Filter the records below for the word "ApiResult". Keep each line that has it.

## Material supplied
....

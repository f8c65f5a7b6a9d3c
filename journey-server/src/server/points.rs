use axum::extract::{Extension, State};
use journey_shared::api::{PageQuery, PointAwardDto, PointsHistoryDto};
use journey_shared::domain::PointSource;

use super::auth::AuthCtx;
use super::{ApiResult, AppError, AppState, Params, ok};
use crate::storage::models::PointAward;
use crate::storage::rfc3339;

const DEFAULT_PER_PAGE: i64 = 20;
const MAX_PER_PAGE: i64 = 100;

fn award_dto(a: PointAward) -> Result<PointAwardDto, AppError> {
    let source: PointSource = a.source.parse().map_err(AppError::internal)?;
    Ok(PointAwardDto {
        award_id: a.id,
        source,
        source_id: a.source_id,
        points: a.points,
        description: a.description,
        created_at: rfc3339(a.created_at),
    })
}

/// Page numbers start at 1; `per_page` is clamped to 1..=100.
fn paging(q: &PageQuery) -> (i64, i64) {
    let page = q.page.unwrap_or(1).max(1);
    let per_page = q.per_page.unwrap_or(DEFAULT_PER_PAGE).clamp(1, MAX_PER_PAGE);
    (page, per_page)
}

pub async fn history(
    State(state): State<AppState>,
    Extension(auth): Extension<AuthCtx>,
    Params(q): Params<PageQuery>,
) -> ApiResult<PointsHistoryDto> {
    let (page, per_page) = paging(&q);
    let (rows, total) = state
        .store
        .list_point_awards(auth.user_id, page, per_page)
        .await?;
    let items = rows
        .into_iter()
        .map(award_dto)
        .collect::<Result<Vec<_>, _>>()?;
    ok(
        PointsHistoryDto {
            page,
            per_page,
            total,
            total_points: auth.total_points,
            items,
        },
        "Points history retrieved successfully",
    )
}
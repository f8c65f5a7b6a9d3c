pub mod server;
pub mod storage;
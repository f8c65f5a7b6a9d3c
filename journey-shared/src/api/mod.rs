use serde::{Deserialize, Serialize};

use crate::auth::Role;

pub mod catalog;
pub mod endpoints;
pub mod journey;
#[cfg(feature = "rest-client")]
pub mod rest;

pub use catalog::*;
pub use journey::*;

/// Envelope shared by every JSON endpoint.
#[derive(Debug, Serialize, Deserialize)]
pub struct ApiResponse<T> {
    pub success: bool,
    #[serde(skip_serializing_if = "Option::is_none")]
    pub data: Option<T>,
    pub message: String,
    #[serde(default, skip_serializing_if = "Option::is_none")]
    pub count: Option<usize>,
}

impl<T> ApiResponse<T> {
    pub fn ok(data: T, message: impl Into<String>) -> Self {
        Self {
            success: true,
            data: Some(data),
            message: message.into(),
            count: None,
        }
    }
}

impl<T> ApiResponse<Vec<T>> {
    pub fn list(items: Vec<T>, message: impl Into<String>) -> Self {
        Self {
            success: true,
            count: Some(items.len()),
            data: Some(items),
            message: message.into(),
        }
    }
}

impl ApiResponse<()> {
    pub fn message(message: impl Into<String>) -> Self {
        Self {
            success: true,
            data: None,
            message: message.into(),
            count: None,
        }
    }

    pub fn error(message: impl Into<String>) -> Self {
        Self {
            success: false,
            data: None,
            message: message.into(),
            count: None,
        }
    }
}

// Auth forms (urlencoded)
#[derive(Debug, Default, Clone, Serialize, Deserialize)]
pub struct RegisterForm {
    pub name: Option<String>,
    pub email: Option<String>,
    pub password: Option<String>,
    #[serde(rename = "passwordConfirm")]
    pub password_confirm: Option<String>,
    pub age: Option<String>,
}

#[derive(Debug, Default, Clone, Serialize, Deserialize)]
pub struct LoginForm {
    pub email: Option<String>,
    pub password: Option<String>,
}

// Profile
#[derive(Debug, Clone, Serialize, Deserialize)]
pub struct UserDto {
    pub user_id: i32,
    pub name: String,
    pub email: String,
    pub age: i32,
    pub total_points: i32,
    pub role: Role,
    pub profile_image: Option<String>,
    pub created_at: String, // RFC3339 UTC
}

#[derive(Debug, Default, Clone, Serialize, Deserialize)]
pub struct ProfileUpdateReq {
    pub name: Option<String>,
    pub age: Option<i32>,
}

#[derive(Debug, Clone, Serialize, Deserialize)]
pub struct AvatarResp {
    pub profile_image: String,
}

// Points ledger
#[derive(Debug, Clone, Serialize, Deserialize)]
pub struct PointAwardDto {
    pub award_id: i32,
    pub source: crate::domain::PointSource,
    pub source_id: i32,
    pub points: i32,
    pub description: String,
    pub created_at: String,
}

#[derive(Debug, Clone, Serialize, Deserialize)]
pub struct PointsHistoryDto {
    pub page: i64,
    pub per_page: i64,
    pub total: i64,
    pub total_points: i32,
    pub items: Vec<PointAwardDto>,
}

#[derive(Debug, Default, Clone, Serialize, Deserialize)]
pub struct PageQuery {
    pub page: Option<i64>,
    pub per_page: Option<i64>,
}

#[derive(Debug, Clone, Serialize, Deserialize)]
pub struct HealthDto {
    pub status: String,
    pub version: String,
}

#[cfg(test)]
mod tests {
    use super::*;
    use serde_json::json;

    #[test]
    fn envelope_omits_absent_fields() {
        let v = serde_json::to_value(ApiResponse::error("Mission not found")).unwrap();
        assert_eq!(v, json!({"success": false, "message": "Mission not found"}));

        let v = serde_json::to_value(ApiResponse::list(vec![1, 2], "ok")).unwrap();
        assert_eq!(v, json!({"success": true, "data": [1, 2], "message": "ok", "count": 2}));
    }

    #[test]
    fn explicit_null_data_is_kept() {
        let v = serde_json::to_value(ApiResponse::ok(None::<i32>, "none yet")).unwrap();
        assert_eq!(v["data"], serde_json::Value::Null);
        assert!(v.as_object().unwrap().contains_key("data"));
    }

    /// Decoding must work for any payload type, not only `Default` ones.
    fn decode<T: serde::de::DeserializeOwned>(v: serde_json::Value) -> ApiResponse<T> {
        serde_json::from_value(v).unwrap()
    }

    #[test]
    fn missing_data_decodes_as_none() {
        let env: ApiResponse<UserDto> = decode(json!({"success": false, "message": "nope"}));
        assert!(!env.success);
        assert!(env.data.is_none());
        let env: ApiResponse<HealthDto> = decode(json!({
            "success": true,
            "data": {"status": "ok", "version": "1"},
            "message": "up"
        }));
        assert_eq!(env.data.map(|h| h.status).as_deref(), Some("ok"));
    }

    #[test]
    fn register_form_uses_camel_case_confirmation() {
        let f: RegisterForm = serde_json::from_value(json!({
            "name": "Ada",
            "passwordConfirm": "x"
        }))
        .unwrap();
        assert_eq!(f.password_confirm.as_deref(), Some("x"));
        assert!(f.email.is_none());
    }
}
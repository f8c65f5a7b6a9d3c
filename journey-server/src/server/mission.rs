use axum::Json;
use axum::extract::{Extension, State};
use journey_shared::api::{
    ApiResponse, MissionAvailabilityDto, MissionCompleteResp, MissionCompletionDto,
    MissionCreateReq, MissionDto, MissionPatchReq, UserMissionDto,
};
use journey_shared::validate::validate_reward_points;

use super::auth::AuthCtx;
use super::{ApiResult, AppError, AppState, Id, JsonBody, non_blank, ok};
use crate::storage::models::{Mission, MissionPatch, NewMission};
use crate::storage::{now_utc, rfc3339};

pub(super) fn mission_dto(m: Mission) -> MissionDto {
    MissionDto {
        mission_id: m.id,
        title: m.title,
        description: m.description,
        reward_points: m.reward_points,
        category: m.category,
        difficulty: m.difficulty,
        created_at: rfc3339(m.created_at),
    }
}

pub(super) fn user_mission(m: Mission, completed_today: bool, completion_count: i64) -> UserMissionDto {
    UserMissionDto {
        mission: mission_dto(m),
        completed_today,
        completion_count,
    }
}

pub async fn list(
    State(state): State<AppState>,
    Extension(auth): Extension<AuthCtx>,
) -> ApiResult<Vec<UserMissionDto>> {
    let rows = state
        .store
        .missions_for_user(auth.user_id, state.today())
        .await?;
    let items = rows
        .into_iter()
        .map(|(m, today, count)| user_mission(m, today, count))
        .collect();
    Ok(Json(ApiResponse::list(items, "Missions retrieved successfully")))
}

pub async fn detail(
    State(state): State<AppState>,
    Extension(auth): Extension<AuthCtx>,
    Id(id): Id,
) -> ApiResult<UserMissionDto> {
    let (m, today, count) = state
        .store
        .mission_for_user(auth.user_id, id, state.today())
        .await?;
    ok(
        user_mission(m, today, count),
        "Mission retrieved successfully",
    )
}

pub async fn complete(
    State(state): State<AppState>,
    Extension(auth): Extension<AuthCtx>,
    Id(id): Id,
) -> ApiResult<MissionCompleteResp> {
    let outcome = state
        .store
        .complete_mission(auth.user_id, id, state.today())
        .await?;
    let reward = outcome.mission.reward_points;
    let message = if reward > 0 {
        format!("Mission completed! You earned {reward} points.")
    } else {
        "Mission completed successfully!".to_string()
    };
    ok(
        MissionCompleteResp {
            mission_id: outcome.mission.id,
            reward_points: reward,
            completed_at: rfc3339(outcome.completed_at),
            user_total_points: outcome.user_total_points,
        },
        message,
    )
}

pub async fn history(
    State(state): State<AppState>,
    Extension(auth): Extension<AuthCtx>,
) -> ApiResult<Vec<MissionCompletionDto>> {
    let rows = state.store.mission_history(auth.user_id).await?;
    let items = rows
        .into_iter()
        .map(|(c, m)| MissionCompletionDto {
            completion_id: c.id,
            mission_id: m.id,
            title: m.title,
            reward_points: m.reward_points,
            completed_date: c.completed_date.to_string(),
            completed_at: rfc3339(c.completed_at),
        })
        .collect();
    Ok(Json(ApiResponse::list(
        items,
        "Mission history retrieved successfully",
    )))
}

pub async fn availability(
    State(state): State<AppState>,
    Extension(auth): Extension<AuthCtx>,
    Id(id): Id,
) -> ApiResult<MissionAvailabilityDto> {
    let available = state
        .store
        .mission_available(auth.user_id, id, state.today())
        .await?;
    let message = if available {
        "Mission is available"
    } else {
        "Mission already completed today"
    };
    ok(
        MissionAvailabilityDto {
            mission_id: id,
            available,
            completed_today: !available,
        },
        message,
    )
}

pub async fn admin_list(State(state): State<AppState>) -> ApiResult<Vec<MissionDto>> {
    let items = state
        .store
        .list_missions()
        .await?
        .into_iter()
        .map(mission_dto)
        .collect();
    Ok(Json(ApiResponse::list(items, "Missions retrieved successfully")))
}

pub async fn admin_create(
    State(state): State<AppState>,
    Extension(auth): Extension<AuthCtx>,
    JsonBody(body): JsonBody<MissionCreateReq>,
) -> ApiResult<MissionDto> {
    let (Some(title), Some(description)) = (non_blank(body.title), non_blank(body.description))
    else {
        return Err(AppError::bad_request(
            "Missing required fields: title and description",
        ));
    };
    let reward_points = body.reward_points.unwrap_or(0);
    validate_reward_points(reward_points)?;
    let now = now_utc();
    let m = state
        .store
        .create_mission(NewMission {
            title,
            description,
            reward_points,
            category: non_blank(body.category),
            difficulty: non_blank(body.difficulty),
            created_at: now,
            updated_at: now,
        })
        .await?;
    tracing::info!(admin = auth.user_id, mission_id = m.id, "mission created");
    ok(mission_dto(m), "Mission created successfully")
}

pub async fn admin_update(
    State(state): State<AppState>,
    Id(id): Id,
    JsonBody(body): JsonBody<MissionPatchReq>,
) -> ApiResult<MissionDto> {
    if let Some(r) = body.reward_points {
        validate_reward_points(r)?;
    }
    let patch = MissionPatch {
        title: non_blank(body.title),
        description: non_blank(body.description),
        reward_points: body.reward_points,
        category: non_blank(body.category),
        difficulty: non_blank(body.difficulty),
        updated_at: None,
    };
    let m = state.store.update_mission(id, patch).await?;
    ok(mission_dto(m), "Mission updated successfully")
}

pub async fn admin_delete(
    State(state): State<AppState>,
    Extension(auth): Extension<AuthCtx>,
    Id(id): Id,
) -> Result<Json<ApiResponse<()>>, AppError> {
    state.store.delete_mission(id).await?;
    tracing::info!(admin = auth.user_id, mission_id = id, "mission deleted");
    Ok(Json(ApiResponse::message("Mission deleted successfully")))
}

....

## Exercise solution
use super::{ApiResult, AppError, AppState, Params, ok};
) -> ApiResult<PointsHistoryDto> {
use super::{ApiResult, AppError, AppState, Id, JsonBody, non_blank, ok};
) -> ApiResult<Vec<UserMissionDto>> {
) -> ApiResult<UserMissionDto> {
) -> ApiResult<MissionCompleteResp> {
) -> ApiResult<Vec<MissionCompletionDto>> {
) -> ApiResult<MissionAvailabilityDto> {
pub async fn admin_list(State(state): State<AppState>) -> ApiResult<Vec<MissionDto>> {
) -> ApiResult<MissionDto> {
) -> ApiResult<MissionDto> {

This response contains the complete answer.